Records from a data source:
☆ ☆ ☆

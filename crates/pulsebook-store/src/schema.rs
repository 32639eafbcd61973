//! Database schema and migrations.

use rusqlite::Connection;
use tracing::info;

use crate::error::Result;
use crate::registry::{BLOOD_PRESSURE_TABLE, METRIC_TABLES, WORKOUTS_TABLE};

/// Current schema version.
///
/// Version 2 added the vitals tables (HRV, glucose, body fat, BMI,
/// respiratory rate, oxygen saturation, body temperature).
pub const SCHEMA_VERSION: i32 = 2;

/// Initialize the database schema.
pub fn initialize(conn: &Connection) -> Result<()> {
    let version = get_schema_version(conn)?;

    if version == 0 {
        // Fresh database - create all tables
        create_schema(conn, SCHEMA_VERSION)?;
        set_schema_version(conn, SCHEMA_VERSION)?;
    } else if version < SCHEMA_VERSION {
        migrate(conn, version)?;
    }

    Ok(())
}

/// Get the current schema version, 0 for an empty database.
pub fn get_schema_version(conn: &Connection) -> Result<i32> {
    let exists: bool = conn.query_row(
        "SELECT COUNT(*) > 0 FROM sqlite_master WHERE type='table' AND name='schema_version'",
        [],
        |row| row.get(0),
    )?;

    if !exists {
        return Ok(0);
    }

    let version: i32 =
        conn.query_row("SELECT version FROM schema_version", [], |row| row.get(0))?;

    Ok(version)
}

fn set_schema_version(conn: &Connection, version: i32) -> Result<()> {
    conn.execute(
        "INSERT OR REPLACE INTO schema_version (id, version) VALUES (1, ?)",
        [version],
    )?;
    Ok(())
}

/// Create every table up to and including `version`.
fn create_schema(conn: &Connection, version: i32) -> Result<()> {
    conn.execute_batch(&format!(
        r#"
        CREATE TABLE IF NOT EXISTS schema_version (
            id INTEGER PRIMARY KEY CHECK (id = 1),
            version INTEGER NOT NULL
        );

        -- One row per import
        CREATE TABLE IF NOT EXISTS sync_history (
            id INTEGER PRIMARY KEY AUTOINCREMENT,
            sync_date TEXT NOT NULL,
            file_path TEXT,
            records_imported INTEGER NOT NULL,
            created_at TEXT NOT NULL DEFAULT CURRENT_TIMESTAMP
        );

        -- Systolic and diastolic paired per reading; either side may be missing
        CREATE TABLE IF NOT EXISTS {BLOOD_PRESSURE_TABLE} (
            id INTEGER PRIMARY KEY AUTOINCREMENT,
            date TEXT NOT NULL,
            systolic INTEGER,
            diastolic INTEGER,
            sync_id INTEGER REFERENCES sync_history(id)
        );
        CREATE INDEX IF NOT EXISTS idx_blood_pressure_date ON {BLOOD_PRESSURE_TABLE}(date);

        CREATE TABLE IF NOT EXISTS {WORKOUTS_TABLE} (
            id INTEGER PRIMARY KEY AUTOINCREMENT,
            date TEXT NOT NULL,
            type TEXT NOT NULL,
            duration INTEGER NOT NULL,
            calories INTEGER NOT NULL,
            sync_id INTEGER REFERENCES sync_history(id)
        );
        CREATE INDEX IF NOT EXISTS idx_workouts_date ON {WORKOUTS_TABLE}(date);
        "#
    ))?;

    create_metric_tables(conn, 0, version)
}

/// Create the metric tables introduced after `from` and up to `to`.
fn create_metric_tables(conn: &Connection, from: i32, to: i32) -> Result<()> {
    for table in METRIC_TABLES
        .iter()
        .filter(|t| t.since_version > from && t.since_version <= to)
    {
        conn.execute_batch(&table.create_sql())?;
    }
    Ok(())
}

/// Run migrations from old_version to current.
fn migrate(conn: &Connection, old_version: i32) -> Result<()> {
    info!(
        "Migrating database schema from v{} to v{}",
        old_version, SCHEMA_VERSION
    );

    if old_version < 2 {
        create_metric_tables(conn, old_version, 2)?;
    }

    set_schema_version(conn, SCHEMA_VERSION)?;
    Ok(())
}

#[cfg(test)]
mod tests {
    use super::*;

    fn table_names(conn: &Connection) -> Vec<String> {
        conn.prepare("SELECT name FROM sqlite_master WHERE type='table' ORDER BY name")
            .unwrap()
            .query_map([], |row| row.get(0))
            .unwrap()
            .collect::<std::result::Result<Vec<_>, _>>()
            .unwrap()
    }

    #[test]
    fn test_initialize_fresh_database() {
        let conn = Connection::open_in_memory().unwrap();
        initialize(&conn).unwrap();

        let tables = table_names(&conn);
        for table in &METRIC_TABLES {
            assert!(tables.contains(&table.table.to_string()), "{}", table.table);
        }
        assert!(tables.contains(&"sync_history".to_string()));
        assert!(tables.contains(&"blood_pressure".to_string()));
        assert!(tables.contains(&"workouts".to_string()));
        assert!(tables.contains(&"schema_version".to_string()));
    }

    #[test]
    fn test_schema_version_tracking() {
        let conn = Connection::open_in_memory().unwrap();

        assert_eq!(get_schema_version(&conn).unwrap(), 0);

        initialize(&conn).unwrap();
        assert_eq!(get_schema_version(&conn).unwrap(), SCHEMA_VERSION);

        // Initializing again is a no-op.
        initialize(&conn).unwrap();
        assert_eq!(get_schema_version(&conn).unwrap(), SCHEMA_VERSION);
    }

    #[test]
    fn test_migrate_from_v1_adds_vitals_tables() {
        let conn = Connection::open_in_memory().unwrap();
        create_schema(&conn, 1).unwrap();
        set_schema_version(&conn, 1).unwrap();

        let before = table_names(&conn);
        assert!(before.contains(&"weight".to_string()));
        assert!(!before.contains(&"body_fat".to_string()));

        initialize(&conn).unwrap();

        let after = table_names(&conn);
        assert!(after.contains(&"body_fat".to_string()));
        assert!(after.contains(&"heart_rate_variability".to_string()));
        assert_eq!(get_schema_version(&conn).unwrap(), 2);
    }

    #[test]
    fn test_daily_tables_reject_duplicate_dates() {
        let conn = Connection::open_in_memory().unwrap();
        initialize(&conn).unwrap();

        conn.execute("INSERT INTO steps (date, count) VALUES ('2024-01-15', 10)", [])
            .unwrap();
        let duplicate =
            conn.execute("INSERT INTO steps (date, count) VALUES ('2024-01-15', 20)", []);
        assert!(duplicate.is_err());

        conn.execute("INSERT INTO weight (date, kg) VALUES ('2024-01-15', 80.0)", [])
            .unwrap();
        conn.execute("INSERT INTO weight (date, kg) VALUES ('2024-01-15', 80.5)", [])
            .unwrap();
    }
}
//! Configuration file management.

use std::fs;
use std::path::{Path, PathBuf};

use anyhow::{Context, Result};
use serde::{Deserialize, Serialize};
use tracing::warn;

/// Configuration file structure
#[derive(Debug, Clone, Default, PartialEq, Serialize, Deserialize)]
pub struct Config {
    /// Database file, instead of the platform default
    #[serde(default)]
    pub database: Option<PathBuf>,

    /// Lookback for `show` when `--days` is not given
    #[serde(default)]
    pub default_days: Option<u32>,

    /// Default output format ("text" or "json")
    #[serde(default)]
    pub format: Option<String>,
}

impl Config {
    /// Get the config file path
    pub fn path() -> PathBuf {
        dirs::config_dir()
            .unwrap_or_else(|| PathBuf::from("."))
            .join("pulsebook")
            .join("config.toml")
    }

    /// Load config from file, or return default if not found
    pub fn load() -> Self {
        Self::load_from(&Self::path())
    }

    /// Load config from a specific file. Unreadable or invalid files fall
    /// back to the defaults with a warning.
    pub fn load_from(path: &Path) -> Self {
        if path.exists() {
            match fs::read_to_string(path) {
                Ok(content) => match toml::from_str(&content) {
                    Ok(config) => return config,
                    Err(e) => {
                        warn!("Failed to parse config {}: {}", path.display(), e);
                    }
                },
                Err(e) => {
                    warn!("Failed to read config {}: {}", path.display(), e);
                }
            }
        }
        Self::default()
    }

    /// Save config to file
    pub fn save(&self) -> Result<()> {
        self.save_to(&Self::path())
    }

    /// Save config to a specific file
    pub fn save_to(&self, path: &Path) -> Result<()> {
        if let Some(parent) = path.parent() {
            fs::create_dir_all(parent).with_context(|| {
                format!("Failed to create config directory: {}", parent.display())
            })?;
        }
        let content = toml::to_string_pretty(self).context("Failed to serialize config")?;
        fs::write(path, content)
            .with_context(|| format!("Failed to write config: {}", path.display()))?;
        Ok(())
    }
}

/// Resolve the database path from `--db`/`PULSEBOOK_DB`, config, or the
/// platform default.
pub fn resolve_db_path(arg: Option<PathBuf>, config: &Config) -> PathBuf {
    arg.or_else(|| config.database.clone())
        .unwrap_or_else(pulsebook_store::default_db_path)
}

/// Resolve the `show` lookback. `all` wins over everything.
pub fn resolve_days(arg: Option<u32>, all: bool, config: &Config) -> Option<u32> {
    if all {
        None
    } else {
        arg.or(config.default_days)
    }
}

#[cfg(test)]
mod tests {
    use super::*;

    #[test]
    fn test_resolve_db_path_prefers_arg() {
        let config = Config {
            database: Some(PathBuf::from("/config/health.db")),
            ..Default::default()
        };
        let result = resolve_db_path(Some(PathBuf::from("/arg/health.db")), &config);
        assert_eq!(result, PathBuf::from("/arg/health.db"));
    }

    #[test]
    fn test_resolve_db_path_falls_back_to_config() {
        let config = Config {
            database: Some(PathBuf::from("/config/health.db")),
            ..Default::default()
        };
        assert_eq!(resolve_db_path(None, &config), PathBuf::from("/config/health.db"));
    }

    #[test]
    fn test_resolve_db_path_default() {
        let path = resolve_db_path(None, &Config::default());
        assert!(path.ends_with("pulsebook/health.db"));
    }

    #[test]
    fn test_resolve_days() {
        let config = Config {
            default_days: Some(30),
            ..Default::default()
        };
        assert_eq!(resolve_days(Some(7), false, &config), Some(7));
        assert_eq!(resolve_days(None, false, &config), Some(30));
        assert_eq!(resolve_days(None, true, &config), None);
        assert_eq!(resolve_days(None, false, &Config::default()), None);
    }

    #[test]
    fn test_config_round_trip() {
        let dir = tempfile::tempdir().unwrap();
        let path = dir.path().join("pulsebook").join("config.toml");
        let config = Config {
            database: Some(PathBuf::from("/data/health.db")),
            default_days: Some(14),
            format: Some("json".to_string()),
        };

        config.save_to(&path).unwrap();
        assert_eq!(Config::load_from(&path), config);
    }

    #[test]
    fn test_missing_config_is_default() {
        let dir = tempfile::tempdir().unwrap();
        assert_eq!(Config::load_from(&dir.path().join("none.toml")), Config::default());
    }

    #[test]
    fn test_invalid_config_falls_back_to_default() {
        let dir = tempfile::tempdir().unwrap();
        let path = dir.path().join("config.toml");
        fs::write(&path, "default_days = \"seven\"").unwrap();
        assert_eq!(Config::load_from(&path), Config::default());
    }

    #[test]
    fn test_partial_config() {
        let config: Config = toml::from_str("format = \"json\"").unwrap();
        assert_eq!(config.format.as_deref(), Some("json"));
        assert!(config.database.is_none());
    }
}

☆ ☆ ☆

#### Directions for this task
Reproduce exactly, and only, the lines from the start of the entries through the one that contains "pub const SCHEMA_VERSION: i32 = 2;".

#### Reply
filename crates/pulsebook-store/src/schema.rs
repository 32639eafbcd61973
//! Database schema and migrations.

use rusqlite::Connection;
use tracing::info;

use crate::error::Result;
use crate::registry::{BLOOD_PRESSURE_TABLE, METRIC_TABLES, WORKOUTS_TABLE};

/// Current schema version.
///
/// Version 2 added the vitals tables (HRV, glucose, body fat, BMI,
/// respiratory rate, oxygen saturation, body temperature).
pub const SCHEMA_VERSION: i32 = 2;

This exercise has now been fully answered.